Presentation of the Serbia 2030-2035 Strategy (BetaPhoto/Serbian Presidency/Dimitrije Goll)
Due to years of the regime’s stranglehold, its undermining of state institutions and intense electoral manipulations, Serbia has fallen into the category of moderate autocracies, with limited economic transformation and weak governance, says the latest BTI Transformation Index report, published by the German Bertelsmann Stiftung foundation on March 26.
Referencing the period from Feb. 1, 2023 to Jan. 31, 2025, the report states that “[d]emocracy in Serbia continued to deteriorate, with a significant decline in electoral conditions, the rule of law and media freedom, and rising political polarization.”
The report goes on to compare Serbia and Georgia, claiming both countries’ ruling parties have tightened their hold on the state in the past years, undermining democratic and constitutional institutions and resulting in elections that do not meet even the minimal democratic standards due to severe regime manipulations.
According to the BTI, Serbia and Georgia have both faced long-term protests against increasingly prevalent nepotism and autocracy, leading to them being categorized as autocracies.

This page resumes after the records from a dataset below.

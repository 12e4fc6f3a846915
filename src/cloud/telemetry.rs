//! Periodic telemetry to two independent sinks.
//!
//! Each cycle samples every sensor once, publishes the sensor (and, with a
//! fix, GPS) JSON to the broker, and writes one point to the time-series
//! store. A failure on one sink is logged and does not stop the other;
//! nothing is retried until the next cycle.

use log::{debug, info, warn};
use serde::Serialize;

use super::line_protocol::Point;
use super::topics;
use crate::app::events::{AppEvent, TelemetryReport};
use crate::app::ports::{AdcPort, BrokerPort, ClimatePort, EventSink, GpsPort, TimeSeriesPort, TimeSyncPort};
use crate::config::SystemConfig;
use crate::error::TransientError;
use crate::sensors::light::LightSensor;
use crate::sensors::{self, GpsFix, SensorSample};

/// Reported to the automation hub as a fixed horizontal accuracy.
pub const GPS_ACCURACY_M: u8 = 10;

/// Body of `orion/sensors/state`. Failed climate reads serialise as `null`.
#[derive(Debug, Serialize)]
struct SensorsMessage {
    temperature: Option<i32>,
    humidity: Option<i32>,
    illuminance: u8,
}

/// Body of `orion/gps/state`.
#[derive(Debug, Serialize)]
struct GpsMessage {
    latitude: f64,
    longitude: f64,
    gps_accuracy: u8,
}

pub fn sensors_payload(sample: &SensorSample) -> Result<Vec<u8>, TransientError> {
    serde_json::to_vec(&SensorsMessage {
        temperature: sample.temperature_c,
        humidity: sample.humidity_pct,
        illuminance: sample.light_pct,
    })
    .map_err(|_| TransientError::BrokerPublishFailed)
}

pub fn gps_payload(fix: &GpsFix) -> Result<Vec<u8>, TransientError> {
    serde_json::to_vec(&GpsMessage {
        latitude: fix.lat,
        longitude: fix.lon,
        gps_accuracy: GPS_ACCURACY_M,
    })
    .map_err(|_| TransientError::BrokerPublishFailed)
}

pub struct TelemetryPublisher {
    interval_ms: u32,
    last_cycle_ms: Option<u64>,
    /// Measurement and tags; fields are rebuilt every cycle.
    template: Point,
}

impl TelemetryPublisher {
    pub fn new(config: &SystemConfig) -> Self {
        let mut template = Point::new(&config.measurement);
        template.add_tag("dispositivo", &config.device_tag);
        template.add_tag("ubicacion", &config.location_tag);
        Self {
            interval_ms: config.telemetry_interval_ms,
            last_cycle_ms: None,
            template,
        }
    }

    /// Next tick runs a cycle.
    pub fn reset(&mut self) {
        self.last_cycle_ms = None;
    }

    pub fn is_due(&self, now_ms: u64) -> bool {
        self.last_cycle_ms
            .is_none_or(|last| now_ms.saturating_sub(last) >= u64::from(self.interval_ms))
    }

    /// Run one cycle if the period has elapsed since the last cycle started.
    pub fn tick(
        &mut self,
        now_ms: u64,
        hw: &mut (impl AdcPort + ClimatePort + GpsPort),
        light: &LightSensor,
        broker_connected: bool,
        net: &mut (impl BrokerPort + TimeSeriesPort + TimeSyncPort),
        events: &mut impl EventSink,
    ) -> Option<TelemetryReport> {
        if !self.is_due(now_ms) {
            return None;
        }
        self.last_cycle_ms = Some(now_ms);

        let sample = sensors::sample(hw, light);

        let broker_ok = if broker_connected {
            self.publish_broker(&sample, net, events)
        } else {
            debug!("Telemetry: broker offline, skipping publish");
            false
        };

        let point = self.build_point(&sample, net.unix_time());
        let store_ok = match net.store_write(&point) {
            Ok(()) => {
                info!("Telemetry: store write ok");
                true
            }
            Err(e) => {
                warn!("Telemetry: store sink failed ({e})");
                events.emit(&AppEvent::SinkFailed(e));
                false
            }
        };

        let report = TelemetryReport { sample, broker_ok, store_ok };
        events.emit(&AppEvent::Telemetry(report));
        Some(report)
    }

    /// GPS (with a fix) and sensor state go out as separate messages; one
    /// failing does not hold back the other. True only if all went out.
    fn publish_broker(&self, sample: &SensorSample, broker: &mut impl BrokerPort, events: &mut impl EventSink) -> bool {
        let gps_ok = sample
            .gps
            .as_ref()
            .is_none_or(|fix| publish_state(broker, topics::GPS_STATE, gps_payload(fix), events));
        let sensors_ok = publish_state(broker, topics::SENSORS_STATE, sensors_payload(sample), events);
        gps_ok && sensors_ok
    }

    /// One store point. Climate fields only on a good read, position
    /// fields only with a fix.
    pub fn build_point(&self, sample: &SensorSample, unix_secs: Option<u64>) -> Point {
        let mut point = self.template.clone();
        point.clear_fields();
        if let (Some(t), Some(h)) = (sample.temperature_c, sample.humidity_pct) {
            point.add_int("temperatura", i64::from(t));
            point.add_int("humedad", i64::from(h));
        }
        point.add_int("luz_porcentaje", i64::from(sample.light_pct));
        point.add_int("luz_raw", i64::from(sample.light_raw));
        if let Some(fix) = &sample.gps {
            point.add_float("latitud", fix.lat);
            point.add_float("longitud", fix.lon);
            point.add_float("altitud", fix.alt_m);
            point.add_int("satelites", i64::from(fix.satellites));
        }
        if let Some(ts) = unix_secs {
            point.set_timestamp(ts);
        }
        point
    }
}

fn publish_state(
    broker: &mut impl BrokerPort,
    topic: &str,
    body: Result<Vec<u8>, TransientError>,
    events: &mut impl EventSink,
) -> bool {
    match body.and_then(|body| broker.publish(topic, &body, false)) {
        Ok(()) => true,
        Err(e) => {
            warn!("Telemetry: publish to {topic} failed ({e})");
            events.emit(&AppEvent::SinkFailed(e));
            false
        }
    }
}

Compared to the previous BTI report, which labeled Serbia a “defective democracy,” the country’s assessment parameters are nearly universally worse.
Thus, Serbia received a 5.18 out of 10 for political transformation, ranking 61st among the 137 countries analyzed, which is 10 places lower than in 2024, while its status ranking fell by nine places, ranking 47th, with a mark of 5.98/10.